Task directions
Could you find every line in the records below that contains the word "password" and copy it?

-*-

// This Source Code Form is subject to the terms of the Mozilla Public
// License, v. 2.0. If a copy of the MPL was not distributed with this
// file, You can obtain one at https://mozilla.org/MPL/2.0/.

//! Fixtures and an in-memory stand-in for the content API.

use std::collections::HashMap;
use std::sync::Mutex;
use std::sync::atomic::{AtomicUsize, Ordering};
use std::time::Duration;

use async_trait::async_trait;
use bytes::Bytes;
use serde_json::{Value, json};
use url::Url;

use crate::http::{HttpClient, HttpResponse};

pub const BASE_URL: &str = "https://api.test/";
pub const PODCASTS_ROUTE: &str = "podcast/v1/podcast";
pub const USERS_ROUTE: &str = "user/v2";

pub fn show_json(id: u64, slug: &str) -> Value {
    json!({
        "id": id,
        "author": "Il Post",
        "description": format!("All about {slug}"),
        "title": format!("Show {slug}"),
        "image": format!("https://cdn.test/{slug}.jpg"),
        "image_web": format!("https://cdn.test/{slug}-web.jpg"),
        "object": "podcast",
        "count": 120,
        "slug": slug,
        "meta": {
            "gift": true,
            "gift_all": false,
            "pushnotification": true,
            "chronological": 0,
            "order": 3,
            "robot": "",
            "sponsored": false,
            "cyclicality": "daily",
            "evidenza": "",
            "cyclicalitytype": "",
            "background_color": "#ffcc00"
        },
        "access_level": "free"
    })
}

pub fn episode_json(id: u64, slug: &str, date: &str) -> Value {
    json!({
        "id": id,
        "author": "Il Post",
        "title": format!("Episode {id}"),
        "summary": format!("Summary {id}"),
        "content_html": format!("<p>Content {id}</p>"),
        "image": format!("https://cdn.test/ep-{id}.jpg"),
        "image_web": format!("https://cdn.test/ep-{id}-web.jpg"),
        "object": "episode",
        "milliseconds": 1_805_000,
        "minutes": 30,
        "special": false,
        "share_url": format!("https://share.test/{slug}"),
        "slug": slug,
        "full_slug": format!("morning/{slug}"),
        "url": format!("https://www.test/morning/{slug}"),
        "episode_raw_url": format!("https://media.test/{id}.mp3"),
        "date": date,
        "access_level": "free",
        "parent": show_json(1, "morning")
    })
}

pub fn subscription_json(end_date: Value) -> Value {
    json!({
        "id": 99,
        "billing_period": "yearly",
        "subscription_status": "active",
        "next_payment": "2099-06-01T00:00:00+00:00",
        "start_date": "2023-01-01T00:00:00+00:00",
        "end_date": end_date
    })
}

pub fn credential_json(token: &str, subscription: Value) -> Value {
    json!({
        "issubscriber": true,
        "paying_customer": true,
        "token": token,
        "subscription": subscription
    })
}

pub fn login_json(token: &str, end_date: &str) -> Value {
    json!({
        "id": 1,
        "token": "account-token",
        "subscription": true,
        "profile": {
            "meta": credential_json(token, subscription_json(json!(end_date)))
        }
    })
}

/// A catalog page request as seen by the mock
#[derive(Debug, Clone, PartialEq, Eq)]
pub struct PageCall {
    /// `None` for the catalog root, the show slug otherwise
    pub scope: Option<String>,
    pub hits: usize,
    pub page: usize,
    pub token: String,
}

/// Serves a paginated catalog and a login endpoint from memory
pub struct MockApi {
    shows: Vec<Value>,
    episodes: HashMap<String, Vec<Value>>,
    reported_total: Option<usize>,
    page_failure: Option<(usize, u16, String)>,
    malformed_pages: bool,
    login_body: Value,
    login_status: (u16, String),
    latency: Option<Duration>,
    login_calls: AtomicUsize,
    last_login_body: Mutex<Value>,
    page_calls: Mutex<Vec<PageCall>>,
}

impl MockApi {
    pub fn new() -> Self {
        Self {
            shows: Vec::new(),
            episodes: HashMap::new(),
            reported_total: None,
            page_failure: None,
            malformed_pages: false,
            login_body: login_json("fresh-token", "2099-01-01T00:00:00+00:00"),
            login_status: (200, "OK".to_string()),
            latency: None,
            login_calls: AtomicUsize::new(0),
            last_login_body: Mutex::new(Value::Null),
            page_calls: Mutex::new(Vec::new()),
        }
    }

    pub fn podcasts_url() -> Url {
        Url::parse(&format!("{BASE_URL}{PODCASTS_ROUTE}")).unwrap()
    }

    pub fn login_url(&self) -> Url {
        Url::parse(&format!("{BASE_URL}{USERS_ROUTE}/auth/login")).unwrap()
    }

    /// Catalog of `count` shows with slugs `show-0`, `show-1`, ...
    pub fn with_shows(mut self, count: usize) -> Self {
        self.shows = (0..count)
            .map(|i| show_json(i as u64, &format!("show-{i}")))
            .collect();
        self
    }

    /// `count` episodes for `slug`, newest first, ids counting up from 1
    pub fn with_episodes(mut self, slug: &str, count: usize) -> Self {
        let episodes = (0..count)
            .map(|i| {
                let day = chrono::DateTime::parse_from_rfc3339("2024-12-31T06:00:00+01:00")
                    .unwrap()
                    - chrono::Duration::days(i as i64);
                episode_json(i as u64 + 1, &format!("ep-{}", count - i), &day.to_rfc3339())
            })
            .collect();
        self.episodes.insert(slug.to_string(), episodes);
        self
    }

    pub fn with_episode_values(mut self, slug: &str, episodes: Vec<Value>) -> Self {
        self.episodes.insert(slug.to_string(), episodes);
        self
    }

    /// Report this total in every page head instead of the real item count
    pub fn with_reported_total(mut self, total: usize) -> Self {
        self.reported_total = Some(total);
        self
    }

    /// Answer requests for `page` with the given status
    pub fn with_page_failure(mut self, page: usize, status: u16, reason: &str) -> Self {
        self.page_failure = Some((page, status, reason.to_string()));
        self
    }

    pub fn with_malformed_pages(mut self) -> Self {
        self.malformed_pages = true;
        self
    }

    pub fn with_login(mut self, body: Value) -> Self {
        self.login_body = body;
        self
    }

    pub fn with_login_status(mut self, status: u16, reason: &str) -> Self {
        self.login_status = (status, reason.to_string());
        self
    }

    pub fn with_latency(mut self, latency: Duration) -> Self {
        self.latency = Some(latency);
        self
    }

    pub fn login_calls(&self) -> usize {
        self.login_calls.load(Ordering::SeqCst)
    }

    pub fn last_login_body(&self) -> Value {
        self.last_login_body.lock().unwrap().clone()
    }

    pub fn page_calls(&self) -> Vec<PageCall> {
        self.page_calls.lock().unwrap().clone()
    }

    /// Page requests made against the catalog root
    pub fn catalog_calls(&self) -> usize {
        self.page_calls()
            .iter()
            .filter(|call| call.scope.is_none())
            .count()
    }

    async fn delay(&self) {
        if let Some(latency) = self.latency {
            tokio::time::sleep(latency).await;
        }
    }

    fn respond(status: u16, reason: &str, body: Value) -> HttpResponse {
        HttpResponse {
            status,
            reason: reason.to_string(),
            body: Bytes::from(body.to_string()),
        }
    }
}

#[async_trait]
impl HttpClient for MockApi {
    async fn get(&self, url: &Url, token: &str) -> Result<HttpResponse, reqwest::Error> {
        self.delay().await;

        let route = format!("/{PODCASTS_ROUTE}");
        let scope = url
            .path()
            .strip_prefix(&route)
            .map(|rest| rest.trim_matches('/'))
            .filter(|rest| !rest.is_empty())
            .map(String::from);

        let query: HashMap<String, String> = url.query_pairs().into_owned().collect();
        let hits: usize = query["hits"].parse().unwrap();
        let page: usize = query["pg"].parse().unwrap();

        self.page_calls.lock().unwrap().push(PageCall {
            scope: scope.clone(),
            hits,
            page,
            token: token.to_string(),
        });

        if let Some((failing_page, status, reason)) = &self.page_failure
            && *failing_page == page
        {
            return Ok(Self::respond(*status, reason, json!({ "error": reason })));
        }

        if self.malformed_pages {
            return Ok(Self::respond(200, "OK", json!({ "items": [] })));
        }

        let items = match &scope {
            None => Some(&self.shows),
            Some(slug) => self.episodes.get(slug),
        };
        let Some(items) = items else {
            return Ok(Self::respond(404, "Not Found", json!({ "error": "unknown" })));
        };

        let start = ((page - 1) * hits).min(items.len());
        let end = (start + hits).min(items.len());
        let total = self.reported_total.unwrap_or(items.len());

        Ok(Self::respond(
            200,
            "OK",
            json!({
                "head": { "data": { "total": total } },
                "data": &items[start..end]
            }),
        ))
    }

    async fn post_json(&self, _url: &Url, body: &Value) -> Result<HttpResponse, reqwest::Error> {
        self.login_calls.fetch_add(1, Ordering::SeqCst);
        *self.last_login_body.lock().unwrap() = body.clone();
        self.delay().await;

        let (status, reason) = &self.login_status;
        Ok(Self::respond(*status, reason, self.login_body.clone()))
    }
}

-*-

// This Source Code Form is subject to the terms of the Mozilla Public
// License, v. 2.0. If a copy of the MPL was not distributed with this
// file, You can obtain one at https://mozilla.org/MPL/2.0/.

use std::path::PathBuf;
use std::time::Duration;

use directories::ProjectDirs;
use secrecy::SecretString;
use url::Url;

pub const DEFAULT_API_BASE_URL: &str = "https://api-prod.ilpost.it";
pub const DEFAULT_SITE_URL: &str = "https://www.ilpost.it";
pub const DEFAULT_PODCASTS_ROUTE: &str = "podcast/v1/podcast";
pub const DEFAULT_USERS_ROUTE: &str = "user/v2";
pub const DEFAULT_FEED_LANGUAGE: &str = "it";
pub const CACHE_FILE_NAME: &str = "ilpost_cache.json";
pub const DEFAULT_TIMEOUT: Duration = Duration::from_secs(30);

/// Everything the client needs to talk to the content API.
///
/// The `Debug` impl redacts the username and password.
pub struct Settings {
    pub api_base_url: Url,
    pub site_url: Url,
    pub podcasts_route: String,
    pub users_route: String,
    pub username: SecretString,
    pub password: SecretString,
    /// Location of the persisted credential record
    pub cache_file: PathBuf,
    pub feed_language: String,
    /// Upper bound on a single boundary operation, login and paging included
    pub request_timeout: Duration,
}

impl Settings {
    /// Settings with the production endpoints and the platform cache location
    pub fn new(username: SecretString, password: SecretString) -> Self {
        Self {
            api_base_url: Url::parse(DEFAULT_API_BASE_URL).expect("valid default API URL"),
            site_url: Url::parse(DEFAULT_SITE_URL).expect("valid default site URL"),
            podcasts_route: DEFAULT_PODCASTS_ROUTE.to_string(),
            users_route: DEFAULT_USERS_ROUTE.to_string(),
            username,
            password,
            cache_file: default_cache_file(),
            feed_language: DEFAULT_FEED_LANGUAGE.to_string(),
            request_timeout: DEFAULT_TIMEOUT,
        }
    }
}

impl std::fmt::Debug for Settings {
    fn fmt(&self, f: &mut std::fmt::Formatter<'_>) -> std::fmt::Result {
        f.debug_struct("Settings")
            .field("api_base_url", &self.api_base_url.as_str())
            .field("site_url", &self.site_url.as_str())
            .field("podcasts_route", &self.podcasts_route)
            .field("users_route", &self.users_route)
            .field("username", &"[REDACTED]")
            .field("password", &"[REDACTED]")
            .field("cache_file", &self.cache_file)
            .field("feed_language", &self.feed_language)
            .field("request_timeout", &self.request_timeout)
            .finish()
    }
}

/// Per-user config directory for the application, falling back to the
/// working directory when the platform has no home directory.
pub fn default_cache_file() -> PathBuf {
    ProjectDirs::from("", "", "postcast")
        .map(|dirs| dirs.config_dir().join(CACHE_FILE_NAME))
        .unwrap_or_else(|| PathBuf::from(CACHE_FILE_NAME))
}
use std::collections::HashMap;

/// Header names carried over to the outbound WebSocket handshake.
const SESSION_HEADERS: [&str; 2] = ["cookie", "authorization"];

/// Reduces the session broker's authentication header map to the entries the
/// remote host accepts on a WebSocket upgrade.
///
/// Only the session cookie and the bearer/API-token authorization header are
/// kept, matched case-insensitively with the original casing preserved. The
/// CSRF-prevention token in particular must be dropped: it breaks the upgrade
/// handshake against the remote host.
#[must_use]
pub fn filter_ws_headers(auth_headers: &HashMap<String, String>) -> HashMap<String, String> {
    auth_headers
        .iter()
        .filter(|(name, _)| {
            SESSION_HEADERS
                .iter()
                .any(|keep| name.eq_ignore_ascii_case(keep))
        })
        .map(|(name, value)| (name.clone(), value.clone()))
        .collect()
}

-*-

Response below
/// The `Debug` impl redacts the username and password.
    pub password: SecretString,
    pub fn new(username: SecretString, password: SecretString) -> Self {
            password,
            .field("password", &"[REDACTED]")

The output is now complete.